[Given data — start]
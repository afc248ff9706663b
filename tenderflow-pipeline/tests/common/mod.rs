//! Shared fixtures for pipeline integration tests.
#![allow(dead_code)]

use std::collections::VecDeque;
use std::sync::atomic::{AtomicUsize, Ordering};
use std::sync::Mutex;
use std::time::Duration;

use async_trait::async_trait;
use tenderflow_llm::error::GatewayError;
use tenderflow_llm::gateway::{sniff_json, GatewayResponse, ModelGateway};
use tenderflow_llm::types::ChatRequest;
use tenderflow_types::{Media, Project, QuestionItem};

/// Build a gateway response envelope around canned content.
pub fn canned_response(content: &str) -> GatewayResponse {
    GatewayResponse {
        content: content.to_string(),
        role: "assistant".to_string(),
        finish_reason: Some("stop".to_string()),
        usage: None,
        model: "mock-model".to_string(),
        json: sniff_json(content),
        latency_ms: 0,
    }
}

/// Gateway that replays a scripted sequence of outcomes, one per call, then
/// falls back to a repeated response when one is configured.
pub struct SequenceGateway {
    outcomes: Mutex<VecDeque<Result<GatewayResponse, GatewayError>>>,
    fallback: Option<String>,
    calls: AtomicUsize,
}

impl SequenceGateway {
    pub fn new(outcomes: Vec<Result<GatewayResponse, GatewayError>>) -> Self {
        Self {
            outcomes: Mutex::new(outcomes.into()),
            fallback: None,
            calls: AtomicUsize::new(0),
        }
    }

    /// Gateway whose every call returns the same content.
    pub fn repeating(content: &str) -> Self {
        Self {
            outcomes: Mutex::new(VecDeque::new()),
            fallback: Some(content.to_string()),
            calls: AtomicUsize::new(0),
        }
    }

    pub fn call_count(&self) -> usize {
        self.calls.load(Ordering::SeqCst)
    }
}

#[async_trait]
impl ModelGateway for SequenceGateway {
    async fn complete(&self, _request: ChatRequest) -> Result<GatewayResponse, GatewayError> {
        self.calls.fetch_add(1, Ordering::SeqCst);
        let next = self.outcomes.lock().unwrap().pop_front();
        match next {
            Some(outcome) => outcome,
            None => match &self.fallback {
                Some(content) => Ok(canned_response(content)),
                None => Err(GatewayError::internal("sequence gateway exhausted")),
            },
        }
    }
}

/// Gateway that answers based on the user message, with an optional delay
/// per key so tests can force out-of-order completion.
pub struct KeyedGateway {
    rules: Vec<(String, Duration, Result<GatewayResponse, GatewayError>)>,
}

impl KeyedGateway {
    pub fn new() -> Self {
        Self { rules: Vec::new() }
    }

    /// Answer `content` after `delay` whenever the user message contains
    /// `key`.
    pub fn respond(mut self, key: &str, delay: Duration, content: &str) -> Self {
        self.rules
            .push((key.to_string(), delay, Ok(canned_response(content))));
        self
    }

    /// Fail whenever the user message contains `key`.
    pub fn fail(mut self, key: &str) -> Self {
        self.rules.push((
            key.to_string(),
            Duration::ZERO,
            Err(GatewayError::api_error(500, "mock failure".to_string())),
        ));
        self
    }
}

#[async_trait]
impl ModelGateway for KeyedGateway {
    async fn complete(&self, request: ChatRequest) -> Result<GatewayResponse, GatewayError> {
        let user_content = request
            .messages
            .last()
            .map(|m| m.content.clone())
            .unwrap_or_default();

        for (key, delay, outcome) in &self.rules {
            if user_content.contains(key) {
                tokio::time::sleep(*delay).await;
                return match outcome {
                    Ok(response) => Ok(response.clone()),
                    Err(GatewayError::Api { status, message }) => {
                        Err(GatewayError::api_error(*status, message.clone()))
                    }
                    Err(_) => Err(GatewayError::internal("mock failure")),
                };
            }
        }
        Err(GatewayError::internal(format!(
            "no rule matched user message: {}",
            user_content
        )))
    }
}

pub fn sample_project(id: &str) -> Project {
    Project {
        id: id.to_string(),
        name: "Harbor expansion tender".to_string(),
        generation_prompt: "Generate questions".to_string(),
        qualification_rules: "Reject any answer shorter than 5 characters.".to_string(),
        analysis_rules: String::new(),
        proposal_template: String::new(),
        questions: vec![],
        proposal_result: String::new(),
    }
}

pub fn sample_media(id: &str, project_id: &str, content: &str) -> Media {
    Media {
        id: id.to_string(),
        project_id: project_id.to_string(),
        url: None,
        object_key: format!("docs/{}.pdf", id),
        filename: format!("{}.pdf", id),
        content_type: "application/pdf".to_string(),
        content: content.to_string(),
    }
}

pub fn question(id: &str, text: &str) -> QuestionItem {
    QuestionItem {
        id: id.to_string(),
        question: text.to_string(),
        analysis: String::new(),
    }
}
[Given data — finish]
Every record listed above should be reproduced exactly.

> **Solution below**
repository afc248ff9706663b
filename tenderflow-pipeline/tests/common/mod.rs
//! Shared fixtures for pipeline integration tests.
#![allow(dead_code)]

use std::collections::VecDeque;
use std::sync::atomic::{AtomicUsize, Ordering};
use std::sync::Mutex;
use std::time::Duration;

use async_trait::async_trait;
use tenderflow_llm::error::GatewayError;
use tenderflow_llm::gateway::{sniff_json, GatewayResponse, ModelGateway};
use tenderflow_llm::types::ChatRequest;
use tenderflow_types::{Media, Project, QuestionItem};

/// Build a gateway response envelope around canned content.
pub fn canned_response(content: &str) -> GatewayResponse {
    GatewayResponse {
        content: content.to_string(),
        role: "assistant".to_string(),
        finish_reason: Some("stop".to_string()),
        usage: None,
        model: "mock-model".to_string(),
        json: sniff_json(content),
        latency_ms: 0,
    }
}

/// Gateway that replays a scripted sequence of outcomes, one per call, then
/// falls back to a repeated response when one is configured.
pub struct SequenceGateway {
    outcomes: Mutex<VecDeque<Result<GatewayResponse, GatewayError>>>,
    fallback: Option<String>,
    calls: AtomicUsize,
}

impl SequenceGateway {
    pub fn new(outcomes: Vec<Result<GatewayResponse, GatewayError>>) -> Self {
        Self {
            outcomes: Mutex::new(outcomes.into()),
            fallback: None,
            calls: AtomicUsize::new(0),
        }
    }

    /// Gateway whose every call returns the same content.
    pub fn repeating(content: &str) -> Self {
        Self {
            outcomes: Mutex::new(VecDeque::new()),
            fallback: Some(content.to_string()),
            calls: AtomicUsize::new(0),
        }
    }

    pub fn call_count(&self) -> usize {
        self.calls.load(Ordering::SeqCst)
    }
}

#[async_trait]
impl ModelGateway for SequenceGateway {
    async fn complete(&self, _request: ChatRequest) -> Result<GatewayResponse, GatewayError> {
        self.calls.fetch_add(1, Ordering::SeqCst);
        let next = self.outcomes.lock().unwrap().pop_front();
        match next {
            Some(outcome) => outcome,
            None => match &self.fallback {
                Some(content) => Ok(canned_response(content)),
                None => Err(GatewayError::internal("sequence gateway exhausted")),
            },
        }
    }
}

/// Gateway that answers based on the user message, with an optional delay
/// per key so tests can force out-of-order completion.
pub struct KeyedGateway {
    rules: Vec<(String, Duration, Result<GatewayResponse, GatewayError>)>,
}

impl KeyedGateway {
    pub fn new() -> Self {
        Self { rules: Vec::new() }
    }

    /// Answer `content` after `delay` whenever the user message contains
    /// `key`.
    pub fn respond(mut self, key: &str, delay: Duration, content: &str) -> Self {
        self.rules
            .push((key.to_string(), delay, Ok(canned_response(content))));
        self
    }

    /// Fail whenever the user message contains `key`.
    pub fn fail(mut self, key: &str) -> Self {
        self.rules.push((
            key.to_string(),
            Duration::ZERO,
            Err(GatewayError::api_error(500, "mock failure".to_string())),
        ));
        self
    }
}

#[async_trait]
impl ModelGateway for KeyedGateway {
    async fn complete(&self, request: ChatRequest) -> Result<GatewayResponse, GatewayError> {
        let user_content = request
            .messages
            .last()
            .map(|m| m.content.clone())
            .unwrap_or_default();

        for (key, delay, outcome) in &self.rules {
            if user_content.contains(key) {
                tokio::time::sleep(*delay).await;
                return match outcome {
                    Ok(response) => Ok(response.clone()),
                    Err(GatewayError::Api { status, message }) => {
                        Err(GatewayError::api_error(*status, message.clone()))
                    }
                    Err(_) => Err(GatewayError::internal("mock failure")),
                };
            }
        }
        Err(GatewayError::internal(format!(
            "no rule matched user message: {}",
            user_content
        )))
    }
}

pub fn sample_project(id: &str) -> Project {
    Project {
        id: id.to_string(),
        name: "Harbor expansion tender".to_string(),
        generation_prompt: "Generate questions".to_string(),
        qualification_rules: "Reject any answer shorter than 5 characters.".to_string(),
        analysis_rules: String::new(),
        proposal_template: String::new(),
        questions: vec![],
        proposal_result: String::new(),
    }
}

pub fn sample_media(id: &str, project_id: &str, content: &str) -> Media {
    Media {
        id: id.to_string(),
        project_id: project_id.to_string(),
        url: None,
        object_key: format!("docs/{}.pdf", id),
        filename: format!("{}.pdf", id),
        content_type: "application/pdf".to_string(),
        content: content.to_string(),
    }
}

pub fn question(id: &str, text: &str) -> QuestionItem {
    QuestionItem {
        id: id.to_string(),
        question: text.to_string(),
        analysis: String::new(),
    }
}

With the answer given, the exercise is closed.